The Maverick, which retails for $94,000 (50 percent downpayment required), was designed by a nonprofit called the Indigenous Peoples' Technology and Education Center. Its mission is to "provide tools and technologies to God-followers in frontiers areas to meet their needs."

One of its developers, Troy Townsend, described in a YouTube video posted a few weeks ago how the Maverick -- which flies with the aid of a parachute -- had been to various shows over the summer to display its capabilities.

In today's incident, the two people on board have not been named. However, this isn't the first time the Maverick has crashed.

In May of last year, it reportedly crashed into an elementary schoolyard in Vernon, British Columbia. A report at the time also said that two men suffered minor injuries.

I-Tec sent me this statement on Wednesday: "The Pilot and passenger were transported to a local medical facility for evaluation and are recovering well. The first flight of the morning was completed by a South American humanitarian pilot planning to use the Maverick for the benefit of isolated tribes deep in the Amazon jungle in villages without airstrips.

This was followed by a short orientation flight by the BEYOND ROADS chief pilot, Troy Townsend. For, reason or reasons that we have not yet identified, the Maverick descended to the ground shortly after take off. The Maverick structure and high tech suspension limited the pilot and passenger injuries but a fuel line ruptured upon impact. The ensuing fire destroyed the Maverick, valued at $100,000.

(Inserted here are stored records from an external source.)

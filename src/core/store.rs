//! Versioned wallet storage with compare-and-swap commits
//!
//! This module provides the `WalletStore` struct, the single
//! serialization point for wallet writes. Reads hand out snapshot clones
//! carrying the stored version; writes succeed only if the stored
//! version still matches the snapshot's, otherwise they fail with
//! `VersionConflict` and write nothing.
//!
//! # Design
//!
//! Wallets live in a `DashMap` keyed by owner. Readers never block:
//! `get_or_create` and `get` clone the entry and release it immediately.
//! All commits pass through one short `parking_lot::Mutex` critical
//! section that checks versions and applies writes; this is what makes
//! the two-wallet commit used by transfers all-or-nothing, and it
//! guarantees that among concurrent writers to one wallet exactly one
//! write per version number succeeds.
//!
//! # Thread Safety
//!
//! All methods take `&self` and are safe to call from any number of
//! threads. A stale snapshot can always be read; it is rejected at
//! commit time, never silently overwritten.

use crate::types::{OwnerId, Wallet, WalletError};
use chrono::NaiveDate;
use dashmap::DashMap;
use parking_lot::Mutex;

/// Versioned wallet store with compare-and-swap commit semantics
#[derive(Debug, Default)]
pub struct WalletStore {
    /// Wallet records keyed by owner
    wallets: DashMap<OwnerId, Wallet>,

    /// Serializes version-check-then-apply across all commits
    ///
    /// Held only for the duration of a commit; reads bypass it.
    commits: Mutex<()>,
}

impl WalletStore {
    /// Create a new empty WalletStore
    pub fn new() -> Self {
        Self {
            wallets: DashMap::new(),
            commits: Mutex::new(()),
        }
    }

    /// Get a snapshot of an owner's wallet, creating it on first access
    ///
    /// A missing wallet is created with zero balances, unfrozen, at
    /// version 0, with `today` as its reset date. Racing first accesses
    /// resolve to a single stored record; every caller sees the same
    /// wallet. The returned value is a clone: concurrent writes are not
    /// reflected in it, and it must be passed back to [`commit`] with
    /// its version intact to take effect.
    ///
    /// [`commit`]: WalletStore::commit
    pub fn get_or_create(&self, owner: OwnerId, today: NaiveDate) -> Wallet {
        self.wallets
            .entry(owner)
            .or_insert_with(|| Wallet::new(owner, today))
            .clone()
    }

    /// Get a snapshot of an owner's wallet without creating one
    pub fn get(&self, owner: OwnerId) -> Option<Wallet> {
        self.wallets.get(&owner).map(|entry| entry.clone())
    }

    /// Persist a mutated wallet if its version is still current
    ///
    /// On success the stored version is incremented and the updated
    /// wallet (with its new version) is returned. On a version mismatch
    /// nothing is written.
    ///
    /// # Errors
    ///
    /// Returns `VersionConflict` if the stored version differs from
    /// `wallet.version`, or if the wallet was never created.
    pub fn commit(&self, wallet: &Wallet) -> Result<Wallet, WalletError> {
        let _guard = self.commits.lock();
        self.apply(wallet)
    }

    /// Persist two mutated wallets atomically
    ///
    /// Both versions are checked before either write is applied: the
    /// pair commits together or not at all. This is the unit of work
    /// behind a transfer, where a debit must never become durable
    /// without its matching credit. The owners must differ; the same
    /// wallet cannot satisfy two version checks in one call.
    ///
    /// # Errors
    ///
    /// Returns `VersionConflict` for the first wallet whose stored
    /// version has moved; neither wallet is written in that case.
    pub fn commit_pair(
        &self,
        first: &Wallet,
        second: &Wallet,
    ) -> Result<(Wallet, Wallet), WalletError> {
        let _guard = self.commits.lock();

        self.check_current(first)?;
        self.check_current(second)?;

        Ok((self.apply(first)?, self.apply(second)?))
    }

    /// Verify a wallet's version against the stored record
    ///
    /// Caller holds the commit lock.
    fn check_current(&self, wallet: &Wallet) -> Result<(), WalletError> {
        let stored = self
            .wallets
            .get(&wallet.owner)
            .map(|entry| entry.version)
            .ok_or_else(|| WalletError::version_conflict(wallet.owner, wallet.version, 0))?;
        if stored != wallet.version {
            return Err(WalletError::version_conflict(
                wallet.owner,
                wallet.version,
                stored,
            ));
        }
        Ok(())
    }

    /// Check-and-write a single wallet; caller holds the commit lock
    fn apply(&self, wallet: &Wallet) -> Result<Wallet, WalletError> {
        let mut entry = self
            .wallets
            .get_mut(&wallet.owner)
            .ok_or_else(|| WalletError::version_conflict(wallet.owner, wallet.version, 0))?;

        if entry.version != wallet.version {
            return Err(WalletError::version_conflict(
                wallet.owner,
                wallet.version,
                entry.version,
            ));
        }

        let mut updated = wallet.clone();
        updated.version += 1;
        *entry = updated.clone();
        Ok(updated)
    }

    /// Snapshot of all wallets, in arbitrary order
    pub fn all_wallets(&self) -> Vec<Wallet> {
        self.wallets
            .iter()
            .map(|entry| entry.value().clone())
            .collect()
    }

    /// Number of wallets created so far
    pub fn len(&self) -> usize {
        self.wallets.len()
    }

    /// Whether no wallet has been created yet
    pub fn is_empty(&self) -> bool {
        self.wallets.is_empty()
    }
}
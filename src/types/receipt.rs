//! Result types returned to callers after successful operations
//!
//! Receipts carry the state a caller needs to plan its next move:
//! the new balance, how much of today's allowance is spent and left,
//! and whether the wallet ended up frozen.

use rust_decimal::Decimal;

/// Outcome of a successful load (also used for balance inquiries)
#[derive(Debug, Clone, PartialEq)]
pub struct LoadReceipt {
    /// Balance after the operation
    pub balance: Decimal,

    /// Amount spent or loaded since the last daily reset
    pub daily_spent: Decimal,

    /// Allowance left today (daily limit minus spent)
    pub remaining_daily_limit: Decimal,

    /// Whether the wallet is frozen for outgoing transfers
    pub frozen: bool,
}

/// Outcome of a successful peer-to-peer transfer
///
/// Reports the sender's side only; the recipient learns about the credit
/// through their own transaction history.
#[derive(Debug, Clone, PartialEq)]
pub struct TransferReceipt {
    /// Amount moved to the recipient
    pub amount_transferred: Decimal,

    /// Sender's balance after the debit
    pub sender_balance: Decimal,

    /// Sender's allowance left today
    pub remaining_daily_limit: Decimal,

    /// Whether the sender's wallet ended up frozen
    pub frozen: bool,
}
//! Optional observability helpers for relay flows.
//!
//! # Feature Flags
//!
//! - Enable `tracing` to emit structured spans named `signin_relay.flow` with the `flow`
//!   (handshake stage group) and `stage` (call site) fields, plus discrete events for
//!   remote-reported errors, rejected state, and exchange failures.
//! - Enable `metrics` to increment the `signin_relay_handshake_total` counter for every
//!   attempt/success/denial/failure, labeled by `flow` + `outcome`.

mod metrics;
mod tracing;

pub use metrics::*;
pub use tracing::*;

// self
use crate::_prelude::*;

/// Handshake flows observed by the relay.
#[derive(Clone, Copy, Debug, PartialEq, Eq, Hash)]
pub enum HandshakeFlow {
	/// Challenge Initiator: 401 plus pending challenge into an authorization redirect.
	Challenge,
	/// Callback Processor: inbound callback into a ticket or an unhandled verdict.
	Callback,
	/// Dispatch/Completion: ticket into sign-in, redirect, or server error.
	Completion,
}
impl HandshakeFlow {
	/// Returns a stable label suitable for span or metric fields.
	pub const fn as_str(self) -> &'static str {
		match self {
			HandshakeFlow::Challenge => "challenge",
			HandshakeFlow::Callback => "callback",
			HandshakeFlow::Completion => "completion",
		}
	}
}
impl Display for HandshakeFlow {
	fn fmt(&self, f: &mut Formatter) -> FmtResult {
		f.write_str(self.as_str())
	}
}

/// Outcome labels recorded for each flow.
#[derive(Clone, Copy, Debug, PartialEq, Eq, Hash)]
pub enum HandshakeOutcome {
	/// Entry to a relay flow.
	Attempt,
	/// Flow completed with an authenticated result.
	Success,
	/// Handshake resolved without an identity (remote denial, missing code or token).
	Denied,
	/// Request was not consumed by the relay.
	Unhandled,
	/// Flow failed terminally for this request.
	Failure,
}
impl HandshakeOutcome {
	/// Returns a stable label suitable for span or metric fields.
	pub const fn as_str(self) -> &'static str {
		match self {
			HandshakeOutcome::Attempt => "attempt",
			HandshakeOutcome::Success => "success",
			HandshakeOutcome::Denied => "denied",
			HandshakeOutcome::Unhandled => "unhandled",
			HandshakeOutcome::Failure => "failure",
		}
	}
}
impl Display for HandshakeOutcome {
	fn fmt(&self, f: &mut Formatter) -> FmtResult {
		f.write_str(self.as_str())
	}
}
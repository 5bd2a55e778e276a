//! Session-layer contracts invoked once a handshake produces an identity.

// self
use crate::auth::{Identity, Properties};

/// Sign-in operation exposed by the hosting session layer.
///
/// Dispatch calls it at most once per request, after the return hook has run and only when an
/// identity is present and a sign-in scheme is configured. Implementations must be safe for
/// concurrent use; the relay shares one sink across all in-flight requests.
pub trait SessionSink: Send + Sync {
	/// Registers the granted identity and its round-trip properties with the session layer.
	fn sign_in(&self, properties: &Properties, identity: Identity);
}

/// Sink for hosts that complete sign-in outside the relay.
#[derive(Clone, Copy, Debug, Default)]
pub struct NullSessionSink;
impl SessionSink for NullSessionSink {
	fn sign_in(&self, _properties: &Properties, _identity: Identity) {}
}
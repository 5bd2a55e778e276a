//! Properties protection contracts and the keyed tamper-evident codec.

// crates.io
use base64::{Engine as _, engine::general_purpose::URL_SAFE_NO_PAD};
use hmac::{Hmac, Mac};
use rand::Rng;
use sha2::Sha256;
// self
use crate::{_prelude::*, auth::Properties};

type HmacSha256 = Hmac<Sha256>;

const STATE_KEY_LEN: usize = 32;
const DEFAULT_PURPOSE: &str = "signin-relay.state.v1";

/// Errors raised by state protection implementations.
#[derive(Debug, ThisError)]
pub enum StateError {
	/// Configured key was rejected by the MAC implementation.
	#[error("State key was rejected by the MAC implementation.")]
	Key,
	/// Properties bag could not be serialized into a payload.
	#[error("State payload could not be serialized.")]
	Serialize {
		/// Underlying serialization failure.
		#[source]
		source: serde_json::Error,
	},
	/// Value was not produced by `protect` under the same key and purpose. Covers malformed
	/// envelopes, MAC mismatches, and expired payloads alike; callers get no distinction.
	#[error("State value was rejected.")]
	Rejected,
}

/// Tamper-evident encoder contract for [`Properties`] round trips.
///
/// Implementations must guarantee `unprotect(protect(p)) == p` for every valid bag and must
/// reject any string not produced by `protect` with the same key, rather than returning
/// garbage. The relay treats a rejected state as "this request does not belong to this
/// handshake".
pub trait StateProtector: Send + Sync {
	/// Seals a properties bag into an opaque string.
	fn protect(&self, properties: &Properties) -> Result<String, StateError>;

	/// Recovers the properties bag from a protected string.
	fn unprotect(&self, value: &str) -> Result<Properties, StateError>;
}

/// 256-bit key for [`KeyedStateCodec`].
#[derive(Clone)]
pub struct StateKey([u8; STATE_KEY_LEN]);
impl StateKey {
	/// Wraps caller-provided key material.
	pub fn new(bytes: [u8; STATE_KEY_LEN]) -> Self {
		Self(bytes)
	}

	/// Generates a fresh random key.
	///
	/// States minted under a random key do not survive a process restart; hosts that need
	/// restart-safe challenges must provision a stable key instead.
	pub fn random() -> Self {
		let mut bytes = [0_u8; STATE_KEY_LEN];

		rand::rng().fill(&mut bytes[..]);

		Self(bytes)
	}
}
impl Debug for StateKey {
	fn fmt(&self, f: &mut Formatter) -> FmtResult {
		f.write_str("StateKey(..)")
	}
}

#[derive(Serialize, Deserialize)]
struct Envelope {
	#[serde(rename = "iat")]
	issued_at: i64,
	#[serde(rename = "props")]
	properties: Properties,
}

/// Keyed HMAC-SHA256 state codec producing `payload.mac` envelopes.
///
/// The payload is the base64url-encoded serde_json serialization of the bag plus an issue
/// timestamp; the MAC covers the purpose label and the payload, so states minted for one
/// purpose (scheme) never validate for another.
#[derive(Debug)]
pub struct KeyedStateCodec {
	key: StateKey,
	purpose: String,
	max_age: Option<Duration>,
}
impl KeyedStateCodec {
	/// Creates a codec with the default purpose label and no age limit.
	pub fn new(key: StateKey) -> Self {
		Self { key, purpose: DEFAULT_PURPOSE.into(), max_age: None }
	}

	/// Scopes the codec to a purpose label, typically the authentication scheme.
	pub fn with_purpose(mut self, purpose: impl Into<String>) -> Self {
		self.purpose = purpose.into();

		self
	}

	/// Rejects payloads older than the given age at `unprotect` time.
	pub fn with_max_age(mut self, max_age: Duration) -> Self {
		self.max_age = Some(max_age);

		self
	}

	fn mac(&self) -> Result<HmacSha256, StateError> {
		HmacSha256::new_from_slice(&self.key.0).map_err(|_| StateError::Key)
	}

	fn seal(&self, envelope: &Envelope) -> Result<String, StateError> {
		let json =
			serde_json::to_vec(envelope).map_err(|source| StateError::Serialize { source })?;
		let payload = URL_SAFE_NO_PAD.encode(json);
		let mut mac = self.mac()?;

		mac.update(self.purpose.as_bytes());
		mac.update(b".");
		mac.update(payload.as_bytes());

		let tag = mac.finalize().into_bytes();

		Ok(format!("{payload}.{}", URL_SAFE_NO_PAD.encode(tag)))
	}
}
impl StateProtector for KeyedStateCodec {
	fn protect(&self, properties: &Properties) -> Result<String, StateError> {
		let envelope = Envelope {
			issued_at: OffsetDateTime::now_utc().unix_timestamp(),
			properties: properties.clone(),
		};

		self.seal(&envelope)
	}

	fn unprotect(&self, value: &str) -> Result<Properties, StateError> {
		let (payload, tag) = value.split_once('.').ok_or(StateError::Rejected)?;
		let presented = URL_SAFE_NO_PAD.decode(tag).map_err(|_| StateError::Rejected)?;
		let mut mac = self.mac()?;

		mac.update(self.purpose.as_bytes());
		mac.update(b".");
		mac.update(payload.as_bytes());
		mac.verify_slice(&presented).map_err(|_| StateError::Rejected)?;

		let json = URL_SAFE_NO_PAD.decode(payload).map_err(|_| StateError::Rejected)?;
		let envelope: Envelope =
			serde_json::from_slice(&json).map_err(|_| StateError::Rejected)?;

		if let Some(max_age) = self.max_age {
			let issued = OffsetDateTime::from_unix_timestamp(envelope.issued_at)
				.map_err(|_| StateError::Rejected)?;

			if OffsetDateTime::now_utc() - issued > max_age {
				return Err(StateError::Rejected);
			}
		}

		Ok(envelope.properties)
	}
}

What we do know is that there was no major systems failure in the vehicle or in the drive system. This has been verified by a number of knowledgeable eyewitnesses, including the ground crew, in addition to video footage shot by the observers.

We also know that this unfortunate accident does not reduce the need of isolated peoples around the world for a multi-medium vehicle like the Maverick."

Updated at 9:17 a.m. PT on October 22 with statement from I-Tec.